Outro crítico da resposta de Liz Magill foi ninguém menos que Steven Pinker, que propôs outro caminho. Sua síntese merece reprodução aqui: 1. Uma política de liberdade de expressão clara e coerente; 2. Neutralidade institucional: universidades são fóruns, não protagonistas; 3. Proibição do uso da força: chega de vetos de intrometidos, ocupação de edifícios, invasões de salas de aula, intimidações, bloqueios e agressões; 4. Desempoderar burocratas de DEI (“diversidade, igualdade e inclusão”), que não prestam contas a ninguém, e que transformaram os câmpus em piadas; e 5. Diversidade de pontos de vista: desencorajar monoculturas intelectuais e políticas (incluindo extrema-esquerda/PoMo/“interseccional”).

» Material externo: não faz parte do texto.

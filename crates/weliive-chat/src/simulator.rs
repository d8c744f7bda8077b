// SPDX-FileCopyrightText: 2026 Weliive Contributors
// SPDX-License-Identifier: MIT OR Apache-2.0

//! Scripted conversation replay.
//!
//! The simulator stands in for a live counterpart: after a startup delay it
//! posts one scripted message per interval into the [`MessageStore`],
//! cycling through the script forever. States go
//! Idle -> Scheduled -> Running -> Idle. There is at most one replay task per
//! simulator; `stop()` cancels it through its [`CancellationToken`].
//! Replay tasks run on a [`TaskTracker`] so an owner can wait for the tick in
//! flight after stopping.

use std::sync::atomic::{AtomicU64, AtomicUsize, Ordering};
use std::sync::{Arc, Mutex, MutexGuard, PoisonError};
use std::time::Duration;

use tokio::time::{interval_at, Instant, MissedTickBehavior};
use tokio_util::sync::CancellationToken;
use tokio_util::task::TaskTracker;
use tracing::{debug, info, warn};
use weliive_config::model::SimulationConfig;

use crate::script::ScriptedMessage;
use crate::store::MessageStore;

/// Lifecycle of the replay task.
#[derive(Debug, Clone, Copy, PartialEq, Eq)]
pub enum SimulatorState {
    /// No replay task.
    Idle,
    /// Task spawned, waiting out the startup delay.
    Scheduled,
    /// Posting one message per interval.
    Running,
}

impl std::fmt::Display for SimulatorState {
    fn fmt(&self, f: &mut std::fmt::Formatter<'_>) -> std::fmt::Result {
        match self {
            SimulatorState::Idle => write!(f, "idle"),
            SimulatorState::Scheduled => write!(f, "scheduled"),
            SimulatorState::Running => write!(f, "running"),
        }
    }
}

struct Control {
    state: SimulatorState,
    enabled: bool,
    /// Token of the in-flight replay task, if any.
    cancel: Option<CancellationToken>,
}

struct Shared {
    store: Arc<MessageStore>,
    script: Vec<ScriptedMessage>,
    startup_delay: Duration,
    interval: Duration,
    control: Mutex<Control>,
    /// Next script index. Survives stop/start.
    cursor: AtomicUsize,
    emitted: AtomicU64,
    tracker: TaskTracker,
}

impl Shared {
    fn control(&self) -> MutexGuard<'_, Control> {
        self.control.lock().unwrap_or_else(PoisonError::into_inner)
    }

    /// Move to `Running` unless `token` was cancelled meanwhile.
    fn mark_running(&self, token: &CancellationToken) -> bool {
        let mut control = self.control();
        if token.is_cancelled() {
            return false;
        }
        control.state = SimulatorState::Running;
        true
    }

    fn emit_next(&self) {
        let len = self.script.len();
        let idx = match self
            .cursor
            .fetch_update(Ordering::SeqCst, Ordering::SeqCst, |c| Some((c + 1) % len))
        {
            Ok(prev) | Err(prev) => prev % len,
        };
        let entry = &self.script[idx];
        match self.store.add_message(&entry.text, entry.sender) {
            Ok(_) => {
                self.emitted.fetch_add(1, Ordering::Relaxed);
                debug!(index = idx, "scripted message emitted");
            }
            Err(e) => warn!(index = idx, error = %e, "scripted message rejected"),
        }
    }
}

/// Timer-driven producer of scripted messages.
pub struct ConversationSimulator {
    shared: Arc<Shared>,
}

impl ConversationSimulator {
    pub fn new(
        store: Arc<MessageStore>,
        script: Vec<ScriptedMessage>,
        config: &SimulationConfig,
    ) -> Self {
        Self::with_tracker(store, script, config, TaskTracker::new())
    }

    /// Like [`new`](Self::new), spawning replay tasks on `tracker`.
    pub fn with_tracker(
        store: Arc<MessageStore>,
        script: Vec<ScriptedMessage>,
        config: &SimulationConfig,
        tracker: TaskTracker,
    ) -> Self {
        Self {
            shared: Arc::new(Shared {
                store,
                script,
                startup_delay: config.startup_delay(),
                interval: config.interval(),
                control: Mutex::new(Control {
                    state: SimulatorState::Idle,
                    enabled: config.enabled,
                    cancel: None,
                }),
                cursor: AtomicUsize::new(0),
                emitted: AtomicU64::new(0),
                tracker,
            }),
        }
    }

    /// Schedule the replay. No-op when disabled, already scheduled or
    /// running, when the script is empty or the interval is zero, or outside
    /// a tokio runtime.
    pub fn start(&self) {
        let mut control = self.shared.control();
        if !control.enabled {
            debug!("simulation disabled, start ignored");
            return;
        }
        if control.state != SimulatorState::Idle {
            return;
        }
        if self.shared.script.is_empty() {
            warn!("simulation script is empty, nothing to replay");
            return;
        }
        if self.shared.interval.is_zero() {
            warn!("simulation interval is zero, replay not started");
            return;
        }
        let handle = match tokio::runtime::Handle::try_current() {
            Ok(handle) => handle,
            Err(e) => {
                warn!(error = %e, "no tokio runtime, simulation not started");
                return;
            }
        };

        let token = CancellationToken::new();
        control.state = SimulatorState::Scheduled;
        control.cancel = Some(token.clone());
        drop(control);

        info!(
            startup_delay_ms = self.shared.startup_delay.as_millis() as u64,
            interval_ms = self.shared.interval.as_millis() as u64,
            "simulation scheduled"
        );
        self.shared
            .tracker
            .spawn_on(replay(self.shared.clone(), token), &handle);
    }

    /// Cancel any pending or running replay and return to `Idle`.
    pub fn stop(&self) {
        let mut control = self.shared.control();
        if let Some(token) = control.cancel.take() {
            token.cancel();
            info!(emitted = self.emitted(), "simulation stopped");
        }
        control.state = SimulatorState::Idle;
    }

    /// `false` forces a stop; `true` triggers a start.
    pub fn set_enabled(&self, enabled: bool) {
        self.shared.control().enabled = enabled;
        if enabled {
            self.start();
        } else {
            self.stop();
        }
    }

    pub fn is_enabled(&self) -> bool {
        self.shared.control().enabled
    }

    pub fn state(&self) -> SimulatorState {
        self.shared.control().state
    }

    /// Scripted messages successfully posted by this simulator.
    pub fn emitted(&self) -> u64 {
        self.shared.emitted.load(Ordering::Relaxed)
    }
}

impl Drop for ConversationSimulator {
    fn drop(&mut self) {
        if let Some(token) = self.shared.control().cancel.take() {
            token.cancel();
        }
    }
}

async fn replay(shared: Arc<Shared>, token: CancellationToken) {
    tokio::select! {
        biased;
        _ = token.cancelled() => return,
        _ = tokio::time::sleep(shared.startup_delay) => {}
    }

    if !shared.mark_running(&token) {
        return;
    }
    debug!("simulation running");

    let mut ticker = interval_at(Instant::now() + shared.interval, shared.interval);
    ticker.set_missed_tick_behavior(MissedTickBehavior::Delay);

    loop {
        tokio::select! {
            biased;
            _ = token.cancelled() => break,
            _ = ticker.tick() => shared.emit_next(),
        }
    }
}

Vale mencionar ainda a reação de Jonathan Haidt, que anunciou o “alerta vermelho”. Ele apontou as mesmas contradições e recomendou o trabalho da Fire e de seu fundador, Greg Lukianoff. Os dois escreveram juntos o essencial The Coddling of the American Mind, no qual descreveram todo o processo de degradação da vida intelectual e da liberdade de expressão nas universidades dos EUA, a partir de um conjunto de práticas pedagógicas doentes que se tornaram endêmicas no país. Mas a barragem estoura mesmo em 2015, quando as universidades aceitam a ideia de punir “microagressões” e começam a inflacionar seus códigos de conduta com o policiamento do discurso acadêmico.

O alerta vermelho

Deu no que deu. Reagindo positivamente aos comentários de Steven Pinker, Haidt mostrou resultados de uma pesquisa do instituto Gallup, com dados de junho deste ano, indicando o rápido afundamento da confiança pública na educação superior. A porcentagem de adultos que disseram confiar “muito” ou “bastante” nas instituições universitárias caiu, entre 2015 e 2023, entre todos os grupos: 37 pontos porcentuais entre os eleitores republicanos (de 56% para 19%), 16 pontos entre os eleitores independentes (de 48% para 32%) e nove pontos entre os eleitores democratas (de 68% para 59%).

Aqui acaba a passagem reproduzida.